Anyway, eventually "he" gets invited by a friend (played presumably by Chico Díaz [IMDb] [AC]*) to ... a party. And after being taken there by a "über" contracted "taxi of the future" ... "he" finally comes into contact with actual people ... who, similarly isolated through much of their day-to-day lives prove to be "quite strange." BUT he does MEET someone there. Her name is "Alma" (meaning "spirit" or also perhaps the Jungian "anima" played by Maria Luisa Mendonça [IMDb] [AC]*) who does then begin to help him find meaning in his life (as does he for her).
Now a fair question could be asked if "Alma's" real (or "he" is real for "Alma") or if they exist just in each other's heads.
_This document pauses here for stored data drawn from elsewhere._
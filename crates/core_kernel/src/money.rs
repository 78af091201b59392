//! Money types with precise decimal arithmetic
//!
//! This module provides a type-safe representation of monetary values
//! using rust_decimal for precise calculations without floating-point errors.
//!
//! Every derived amount in the strata system is rounded to the currency's
//! 2 decimal places immediately after each arithmetic step, not only at
//! output. `Money` enforces that discipline by rounding on construction,
//! so any chain of operations stays stable to the cent.

use rust_decimal::Decimal;
use rust_decimal_macros::dec;
use serde::{Deserialize, Serialize};
use std::fmt;
use std::ops::{Add, Sub, Mul, Div, Neg};
use thiserror::Error;

/// Currency codes following ISO 4217
#[derive(Debug, Clone, Copy, PartialEq, Eq, Hash, Serialize, Deserialize)]
#[serde(rename_all = "UPPERCASE")]
pub enum Currency {
    AUD,
    NZD,
    USD,
    GBP,
    EUR,
}

impl Currency {
    /// Returns the number of decimal places for this currency
    pub fn decimal_places(&self) -> u32 {
        2
    }

    /// Returns the currency symbol
    pub fn symbol(&self) -> &'static str {
        match self {
            Currency::AUD => "A$",
            Currency::NZD => "NZ$",
            Currency::USD => "$",
            Currency::GBP => "£",
            Currency::EUR => "€",
        }
    }

    /// Returns the ISO 4217 code
    pub fn code(&self) -> &'static str {
        match self {
            Currency::AUD => "AUD",
            Currency::NZD => "NZD",
            Currency::USD => "USD",
            Currency::GBP => "GBP",
            Currency::EUR => "EUR",
        }
    }
}

impl Default for Currency {
    fn default() -> Self {
        Currency::AUD
    }
}

impl std::str::FromStr for Currency {
    type Err = MoneyError;

    fn from_str(s: &str) -> Result<Self, Self::Err> {
        match s {
            "AUD" => Ok(Currency::AUD),
            "NZD" => Ok(Currency::NZD),
            "USD" => Ok(Currency::USD),
            "GBP" => Ok(Currency::GBP),
            "EUR" => Ok(Currency::EUR),
            other => Err(MoneyError::InvalidAmount(format!(
                "Unknown currency code: {}",
                other
            ))),
        }
    }
}

impl fmt::Display for Currency {
    fn fmt(&self, f: &mut fmt::Formatter<'_>) -> fmt::Result {
        write!(f, "{}", self.code())
    }
}

/// Errors that can occur during money operations
#[derive(Debug, Error, PartialEq, Eq)]
pub enum MoneyError {
    #[error("Currency mismatch: cannot operate on {0} and {1}")]
    CurrencyMismatch(String, String),

    #[error("Invalid amount: {0}")]
    InvalidAmount(String),

    #[error("Division by zero")]
    DivisionByZero,
}

/// A monetary amount with associated currency
///
/// Amounts are rounded to the currency's decimal places on every
/// construction, so intermediate results never accumulate sub-cent drift.
#[derive(Debug, Clone, Copy, PartialEq, Eq, Hash, Serialize, Deserialize)]
pub struct Money {
    amount: Decimal,
    currency: Currency,
}

impl Money {
    /// Creates a new Money value, rounded to the currency's decimal places
    pub fn new(amount: Decimal, currency: Currency) -> Self {
        Self {
            amount: amount.round_dp(currency.decimal_places()),
            currency,
        }
    }

    /// Creates Money from an integer amount in minor units (cents)
    pub fn from_minor(minor_units: i64, currency: Currency) -> Self {
        let divisor = Decimal::new(10_i64.pow(currency.decimal_places()), 0);
        Self::new(Decimal::new(minor_units, 0) / divisor, currency)
    }

    /// Creates a zero amount in the specified currency
    pub fn zero(currency: Currency) -> Self {
        Self {
            amount: dec!(0),
            currency,
        }
    }

    /// Returns the amount
    pub fn amount(&self) -> Decimal {
        self.amount
    }

    /// Returns the currency
    pub fn currency(&self) -> Currency {
        self.currency
    }

    /// Returns true if the amount is zero
    pub fn is_zero(&self) -> bool {
        self.amount.is_zero()
    }

    /// Returns true if the amount is positive
    pub fn is_positive(&self) -> bool {
        self.amount.is_sign_positive() && !self.amount.is_zero()
    }

    /// Returns true if the amount is negative
    pub fn is_negative(&self) -> bool {
        self.amount.is_sign_negative() && !self.amount.is_zero()
    }

    /// Returns the absolute value
    pub fn abs(&self) -> Self {
        Self {
            amount: self.amount.abs(),
            currency: self.currency,
        }
    }

    /// Returns the smaller of two amounts
    pub fn min(self, other: Money) -> Money {
        if self.amount <= other.amount {
            self
        } else {
            other
        }
    }

    /// Checked addition that returns an error on currency mismatch
    pub fn checked_add(&self, other: &Money) -> Result<Money, MoneyError> {
        if self.currency != other.currency {
            return Err(MoneyError::CurrencyMismatch(
                self.currency.to_string(),
                other.currency.to_string(),
            ));
        }
        Ok(Self::new(self.amount + other.amount, self.currency))
    }

    /// Checked subtraction that returns an error on currency mismatch
    pub fn checked_sub(&self, other: &Money) -> Result<Money, MoneyError> {
        if self.currency != other.currency {
            return Err(MoneyError::CurrencyMismatch(
                self.currency.to_string(),
                other.currency.to_string(),
            ));
        }
        Ok(Self::new(self.amount - other.amount, self.currency))
    }

    /// Multiplies by a scalar (e.g., for percentage calculations)
    pub fn multiply(&self, factor: Decimal) -> Self {
        Self::new(self.amount * factor, self.currency)
    }

    /// Divides by a scalar
    pub fn divide(&self, divisor: Decimal) -> Result<Self, MoneyError> {
        if divisor.is_zero() {
            return Err(MoneyError::DivisionByZero);
        }
        Ok(Self::new(self.amount / divisor, self.currency))
    }
}

impl fmt::Display for Money {
    fn fmt(&self, f: &mut fmt::Formatter<'_>) -> fmt::Result {
        let dp = self.currency.decimal_places();
        write!(
            f,
            "{} {:.dp$}",
            self.currency.symbol(),
            self.amount,
            dp = dp as usize
        )
    }
}

impl Add for Money {
    type Output = Self;

    fn add(self, other: Self) -> Self {
        self.checked_add(&other)
            .expect("Currency mismatch in Money::add")
    }
}

impl Sub for Money {
    type Output = Self;

    fn sub(self, other: Self) -> Self {
        self.checked_sub(&other)
            .expect("Currency mismatch in Money::sub")
    }
}

impl Neg for Money {
    type Output = Self;

    fn neg(self) -> Self {
        Self::new(-self.amount, self.currency)
    }
}

impl Mul<Decimal> for Money {
    type Output = Self;

    fn mul(self, factor: Decimal) -> Self {
        self.multiply(factor)
    }
}

impl Div<Decimal> for Money {
    type Output = Self;

    fn div(self, divisor: Decimal) -> Self {
        self.divide(divisor).expect("Division by zero in Money::div")
    }
}

impl PartialOrd for Money {
    fn partial_cmp(&self, other: &Self) -> Option<std::cmp::Ordering> {
        if self.currency != other.currency {
            return None;
        }
        self.amount.partial_cmp(&other.amount)
    }
}

#[cfg(test)]
mod tests {
    use super::*;

    #[test]
    fn test_money_creation_rounds_to_cents() {
        let m = Money::new(dec!(100.505), Currency::AUD);
        assert_eq!(m.amount(), dec!(100.51));
        assert_eq!(m.currency(), Currency::AUD);
    }

    #[test]
    fn test_money_from_minor() {
        let m = Money::from_minor(10050, Currency::AUD);
        assert_eq!(m.amount(), dec!(100.50));
    }

    #[test]
    fn test_money_arithmetic() {
        let a = Money::new(dec!(100.00), Currency::AUD);
        let b = Money::new(dec!(50.00), Currency::AUD);

        assert_eq!((a + b).amount(), dec!(150.00));
        assert_eq!((a - b).amount(), dec!(50.00));
    }

    #[test]
    fn test_currency_mismatch() {
        let aud = Money::new(dec!(100.00), Currency::AUD);
        let usd = Money::new(dec!(100.00), Currency::USD);

        let result = aud.checked_add(&usd);
        assert!(matches!(result, Err(MoneyError::CurrencyMismatch(_, _))));
    }

    #[test]
    fn test_money_min() {
        let a = Money::new(dec!(20), Currency::AUD);
        let b = Money::new(dec!(35), Currency::AUD);
        assert_eq!(a.min(b), a);
        assert_eq!(b.min(a), a);
    }

    #[test]
    fn test_money_divide_by_zero() {
        let m = Money::new(dec!(100), Currency::AUD);
        assert_eq!(m.divide(Decimal::ZERO), Err(MoneyError::DivisionByZero));
    }
}

#[cfg(test)]
mod proptests {
    use super::*;
    use proptest::prelude::*;

    proptest! {
        #[test]
        fn money_addition_is_associative(
            a in -1_000_000i64..1_000_000i64,
            b in -1_000_000i64..1_000_000i64,
            c in -1_000_000i64..1_000_000i64
        ) {
            let ma = Money::from_minor(a, Currency::AUD);
            let mb = Money::from_minor(b, Currency::AUD);
            let mc = Money::from_minor(c, Currency::AUD);

            prop_assert_eq!((ma + mb) + mc, ma + (mb + mc));
        }

        #[test]
        fn money_sum_of_cents_never_drifts(count in 1usize..2000usize) {
            let cent = Money::from_minor(1, Currency::AUD);
            let total = (0..count).fold(Money::zero(Currency::AUD), |acc, _| acc + cent);
            prop_assert_eq!(total, Money::from_minor(count as i64, Currency::AUD));
        }
    }
}
//! Budget orchestration
//!
//! `BudgetService` owns the duplicate check per (scheme, financial year,
//! fund), the approval workflow transitions, and the recomputation of the
//! cached budget total on every line edit.

use std::sync::Arc;

use tracing::info;

use core_kernel::{BudgetId, BudgetLineId, FundType, Money, RequestContext};

use crate::budget::{Budget, BudgetLineItem, BudgetStatus};
use crate::error::BudgetError;
use crate::ports::BudgetStore;
use crate::variance::{budget_vs_actual, BudgetVsActualRow, CategoryActual};

/// Request for creating a budget
#[derive(Debug, Clone)]
pub struct CreateBudgetRequest {
    pub financial_year: i32,
    pub fund_type: FundType,
}

/// Request for adding or editing one budget line
#[derive(Debug, Clone)]
pub struct UpsertLineRequest {
    /// Existing line to edit; None creates a new line
    pub line_id: Option<BudgetLineId>,
    pub category_code: String,
    pub category_name: String,
    pub budgeted_amount: Money,
    pub prior_year_actual: Option<Money>,
}

/// A budget together with its line items
#[derive(Debug, Clone)]
pub struct BudgetWithLines {
    pub budget: Budget,
    pub lines: Vec<BudgetLineItem>,
}

/// Orchestrates budget lifecycle and variance reporting
pub struct BudgetService {
    store: Arc<dyn BudgetStore>,
}

impl BudgetService {
    /// Creates a new budget service backed by the given store
    pub fn new(store: Arc<dyn BudgetStore>) -> Self {
        Self { store }
    }

    /// Creates a draft budget
    ///
    /// # Errors
    ///
    /// Returns `BudgetError::Conflict` when the scheme already has a
    /// budget for the same financial year and fund.
    pub async fn create_budget(
        &self,
        ctx: &RequestContext,
        request: CreateBudgetRequest,
    ) -> Result<Budget, BudgetError> {
        if let Some(existing) = self
            .store
            .find_budget(ctx.scheme_id, request.financial_year, request.fund_type)
            .await?
        {
            return Err(BudgetError::Conflict(format!(
                "Budget {} already exists for FY{} {}",
                existing.id, request.financial_year, request.fund_type
            )));
        }

        let budget = Budget::new(ctx.scheme_id, request.financial_year, request.fund_type);
        self.store.insert_budget(&budget).await?;
        info!(
            budget_id = %budget.id,
            scheme_id = %ctx.scheme_id,
            financial_year = request.financial_year,
            fund = %request.fund_type,
            "Created budget"
        );
        Ok(budget)
    }

    /// Fetches a budget with its line items
    pub async fn get_budget(
        &self,
        ctx: &RequestContext,
        id: BudgetId,
    ) -> Result<BudgetWithLines, BudgetError> {
        let budget = self.store.get_budget(ctx.scheme_id, id).await?;
        let lines = self.store.list_lines(id).await?;
        Ok(BudgetWithLines { budget, lines })
    }

    /// Lists a scheme's budgets
    pub async fn list_budgets(&self, ctx: &RequestContext) -> Result<Vec<Budget>, BudgetError> {
        Ok(self.store.list_budgets(ctx.scheme_id).await?)
    }

    /// Adds or edits one budget line, recomputing the cached total
    ///
    /// # Errors
    ///
    /// Returns `BudgetError::Conflict` when the budget is not editable in
    /// its current status.
    pub async fn upsert_line(
        &self,
        ctx: &RequestContext,
        budget_id: BudgetId,
        request: UpsertLineRequest,
    ) -> Result<BudgetWithLines, BudgetError> {
        let mut budget = self.store.get_budget(ctx.scheme_id, budget_id).await?;
        if !budget.is_editable() {
            return Err(BudgetError::Conflict(format!(
                "Budget lines cannot be edited while the budget is {}",
                budget.status
            )));
        }
        if request.budgeted_amount.is_negative() {
            return Err(BudgetError::Validation(
                "Budgeted amounts cannot be negative".to_string(),
            ));
        }

        match request.line_id {
            Some(line_id) => {
                let lines = self.store.list_lines(budget_id).await?;
                let mut line = lines
                    .into_iter()
                    .find(|l| l.id == line_id)
                    .ok_or_else(|| BudgetError::NotFound {
                        entity_type: "BudgetLineItem".to_string(),
                        id: line_id.to_string(),
                    })?;
                line.category_code = request.category_code;
                line.category_name = request.category_name;
                line.budgeted_amount = request.budgeted_amount;
                line.prior_year_actual = request.prior_year_actual;
                self.store.update_line(&line).await?;
            }
            None => {
                let line = BudgetLineItem::new(
                    budget_id,
                    request.category_code,
                    request.category_name,
                    request.budgeted_amount,
                    request.prior_year_actual,
                );
                self.store.insert_line(&line).await?;
            }
        }

        // The total is a derived cache, refreshed on every line edit.
        let lines = self.store.list_lines(budget_id).await?;
        budget.recompute_total(&lines);
        self.store.update_budget(&budget).await?;

        Ok(BudgetWithLines { budget, lines })
    }

    /// Removes one budget line, recomputing the cached total
    pub async fn remove_line(
        &self,
        ctx: &RequestContext,
        budget_id: BudgetId,
        line_id: BudgetLineId,
    ) -> Result<BudgetWithLines, BudgetError> {
        let mut budget = self.store.get_budget(ctx.scheme_id, budget_id).await?;
        if !budget.is_editable() {
            return Err(BudgetError::Conflict(format!(
                "Budget lines cannot be edited while the budget is {}",
                budget.status
            )));
        }

        self.store.delete_line(line_id).await?;
        let lines = self.store.list_lines(budget_id).await?;
        budget.recompute_total(&lines);
        self.store.update_budget(&budget).await?;

        Ok(BudgetWithLines { budget, lines })
    }

    /// Submits a draft budget for review
    pub async fn submit_for_review(
        &self,
        ctx: &RequestContext,
        id: BudgetId,
    ) -> Result<Budget, BudgetError> {
        let mut budget = self.store.get_budget(ctx.scheme_id, id).await?;
        budget.submit_for_review()?;
        self.store.update_budget(&budget).await?;
        Ok(budget)
    }

    /// Approves a draft or review budget
    pub async fn approve(
        &self,
        ctx: &RequestContext,
        id: BudgetId,
    ) -> Result<Budget, BudgetError> {
        let mut budget = self.store.get_budget(ctx.scheme_id, id).await?;
        budget.approve()?;
        self.store.update_budget(&budget).await?;
        info!(budget_id = %id, "Approved budget");
        Ok(budget)
    }

    /// Reopens an approved budget for amendment
    pub async fn amend(&self, ctx: &RequestContext, id: BudgetId) -> Result<Budget, BudgetError> {
        let mut budget = self.store.get_budget(ctx.scheme_id, id).await?;
        budget.amend()?;
        self.store.update_budget(&budget).await?;
        Ok(budget)
    }

    /// Deletes a budget
    ///
    /// # Errors
    ///
    /// Returns `BudgetError::Conflict` unless the budget is still a
    /// draft.
    pub async fn delete_budget(
        &self,
        ctx: &RequestContext,
        id: BudgetId,
    ) -> Result<(), BudgetError> {
        let budget = self.store.get_budget(ctx.scheme_id, id).await?;
        if budget.status != BudgetStatus::Draft {
            return Err(BudgetError::Conflict(format!(
                "Only a draft budget can be deleted, status is {}",
                budget.status
            )));
        }
        self.store.delete_budget(id).await?;
        info!(budget_id = %id, "Deleted draft budget");
        Ok(())
    }

    /// Builds the budget-vs-actual report for a budget
    ///
    /// The actuals are fetched by the caller (typically from the ledger's
    /// categorised movements for the budget's financial year) and passed
    /// in, keeping this domain independent of the ledger's store.
    pub async fn budget_vs_actual_report(
        &self,
        ctx: &RequestContext,
        budget_id: BudgetId,
        actuals: &[CategoryActual],
    ) -> Result<Vec<BudgetVsActualRow>, BudgetError> {
        let lines = {
            // Ownership check before reading lines.
            self.store.get_budget(ctx.scheme_id, budget_id).await?;
            self.store.list_lines(budget_id).await?
        };
        Ok(budget_vs_actual(&lines, actuals))
    }
}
However, the message does seem to be that without at least that fundamental relationship between him-and-her (perhaps even internally) ... life makes no sense at all.
Anyway, a very interesting movie! And one quite different from Gene Roddenberry / George Lucas / Marvel Comics fare.
* Decent enough (sense) translations of non-English webpages can be found by viewing them through Google's Chrome browser.